Majelis hakim kemudian menanyakan apakah kondisi tersebut mengganggu jalannya persidangan.
“Sakit gigi ini mengganggu jalannya persidangan atau bisa diteruskan?” tanya hakim lagi.
“Bisa diteruskan. Tapi mungkin saya izin nanti setelah persidangan saya bisa diizinkan untuk ke dokter gigi,” ujar Noel.
Dalam perkara ini, Noel didakwa melakukan pemerasan terkait pengurusan sertifikasi keselamatan dan kesehatan kerja (K3) dengan total nilai mencapai Rp6,5 miliar atau tepatnya Rp6.522.360.000.
Jaksa penuntut umum menyebut perbuatan tersebut dilakukan bersama 10 terdakwa lainnya, yakni Fahrurozi, Hery Sutanto, Subhan, Gerry Aditya Herwanto Putra, Irvian Bobby Mahendro, Sekarsari Kartika Putri, Anitasari Kusumawati, dan Supriadi yang merupakan aparatur sipil negara (ASN) di Kementerian Ketenagakerjaan. Selain itu, turut didakwa Miki Mahfud dan Temurila yang masing-masing menjabat Direktur dan Komisaris PT Kreasi Edukasi Mandiri (KEM) Indonesia.
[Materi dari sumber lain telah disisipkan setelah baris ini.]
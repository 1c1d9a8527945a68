//! Core types for rangedl
//!
//! Everything that crosses the engine boundary lives here: identifiers,
//! job descriptions, states, progress snapshots and events. All of it is
//! serializable so a presentation shell can receive it over IPC.

use crate::error::EngineError;
use chrono::{DateTime, Utc};
use serde::{Deserialize, Serialize};
use std::path::PathBuf;
use std::time::Duration;
use uuid::Uuid;

/// Unique identifier for a download job
#[derive(Debug, Clone, Copy, PartialEq, Eq, Hash, Serialize, Deserialize)]
pub struct DownloadId(Uuid);

impl DownloadId {
    /// Create a new random download ID
    pub fn new() -> Self {
        Self(Uuid::new_v4())
    }
}

impl Default for DownloadId {
    fn default() -> Self {
        Self::new()
    }
}

impl std::fmt::Display for DownloadId {
    fn fmt(&self, f: &mut std::fmt::Formatter<'_>) -> std::fmt::Result {
        // First 8 bytes are plenty to tell jobs apart in logs
        for b in &self.0.as_bytes()[0..8] {
            write!(f, "{:02x}", b)?;
        }
        Ok(())
    }
}

/// One download run
#[derive(Debug, Clone, Serialize, Deserialize)]
pub struct DownloadJob {
    /// Unique identifier
    pub id: DownloadId,
    /// Source URL
    pub url: String,
    /// Destination file
    pub dest_path: PathBuf,
    /// Number of segments the caller asked for
    pub segment_count: usize,
    /// Total size in bytes, 0 until probed or when the server omits it
    pub total_size: u64,
    /// When the job was created
    pub created_at: DateTime<Utc>,
}

/// Lifecycle state of a job
#[derive(Debug, Clone, Copy, PartialEq, Eq, Serialize, Deserialize)]
#[serde(rename_all = "lowercase")]
pub enum JobState {
    /// Created, controller not yet running
    Idle,
    /// Waiting for the size probe
    Probing,
    /// Workers are transferring
    Downloading,
    /// Workers are suspended
    Paused,
    /// Stop requested, waiting for workers to exit
    Stopping,
    /// All workers exited (fully downloaded or stopped)
    Completed,
    /// A probe or segment error ended the job
    Failed,
}

impl JobState {
    /// Check if the job reached a terminal state
    pub fn is_terminal(&self) -> bool {
        matches!(self, Self::Completed | Self::Failed)
    }
}

impl std::fmt::Display for JobState {
    fn fmt(&self, f: &mut std::fmt::Formatter<'_>) -> std::fmt::Result {
        let s = match self {
            Self::Idle => "idle",
            Self::Probing => "probing",
            Self::Downloading => "downloading",
            Self::Paused => "paused",
            Self::Stopping => "stopping",
            Self::Completed => "completed",
            Self::Failed => "failed",
        };
        f.write_str(s)
    }
}

/// Final status handed back to the caller
#[derive(Debug, Clone)]
pub enum DownloadOutcome {
    /// Every segment was fully written
    Completed,
    /// The job was stopped; the output file is partial
    Stopped,
    /// The job failed; the output file must not be used
    Failed { reason: EngineError },
}

impl DownloadOutcome {
    /// Check for a fully successful download
    pub fn is_completed(&self) -> bool {
        matches!(self, Self::Completed)
    }

    /// The failure reason, if any
    pub fn error(&self) -> Option<&EngineError> {
        match self {
            Self::Failed { reason } => Some(reason),
            _ => None,
        }
    }
}

/// Point-in-time view of a job's progress
#[derive(Debug, Clone, Default, PartialEq, Serialize, Deserialize)]
pub struct ProgressSnapshot {
    /// Total size in bytes, `None` while unknown
    pub total_size: Option<u64>,
    /// Sum of bytes written across all segments
    pub bytes_written: u64,
    /// Time since the job started transferring
    pub elapsed: Duration,
    /// Bytes per second since the previous snapshot
    pub throughput: u64,
    /// Estimated time remaining, `None` when it cannot be computed
    pub eta: Option<Duration>,
    /// Number of segment workers currently alive
    pub active_workers: usize,
}

impl ProgressSnapshot {
    /// Progress percentage (0.0 - 100.0), `None` while the size is unknown
    pub fn percentage(&self) -> Option<f64> {
        match self.total_size {
            Some(total) if total > 0 => Some((self.bytes_written as f64 / total as f64) * 100.0),
            _ => None,
        }
    }
}

/// Events emitted by the download engine
#[derive(Debug, Clone, Serialize, Deserialize)]
pub enum DownloadEvent {
    /// Job was accepted and its controller spawned
    Started { id: DownloadId },
    /// State changed
    StateChanged {
        id: DownloadId,
        old_state: JobState,
        new_state: JobState,
    },
    /// Progress update
    Progress {
        id: DownloadId,
        progress: ProgressSnapshot,
    },
    /// Job was paused
    Paused { id: DownloadId },
    /// Job was resumed
    Resumed { id: DownloadId },
    /// Download completed successfully
    Completed { id: DownloadId },
    /// Download was stopped before completion
    Stopped { id: DownloadId },
    /// Download failed
    Failed {
        id: DownloadId,
        error: String,
        segment: Option<usize>,
    },
}

impl DownloadEvent {
    /// The job this event belongs to
    pub fn id(&self) -> DownloadId {
        match self {
            Self::Started { id }
            | Self::StateChanged { id, .. }
            | Self::Progress { id, .. }
            | Self::Paused { id }
            | Self::Resumed { id }
            | Self::Completed { id }
            | Self::Stopped { id }
            | Self::Failed { id, .. } => *id,
        }
    }
}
Selain dugaan pemerasan, Noel juga didakwa menerima gratifikasi senilai Rp3,3 miliar atau Rp3.365.000.000 serta satu unit sepeda motor Ducati Scrambler warna biru dongker.
Jaksa menyebut perbuatan Noel dijerat dengan Pasal 12 huruf e dan/atau Pasal 12B Undang-Undang Pemberantasan Tindak Pidana Korupsi (UU Tipikor).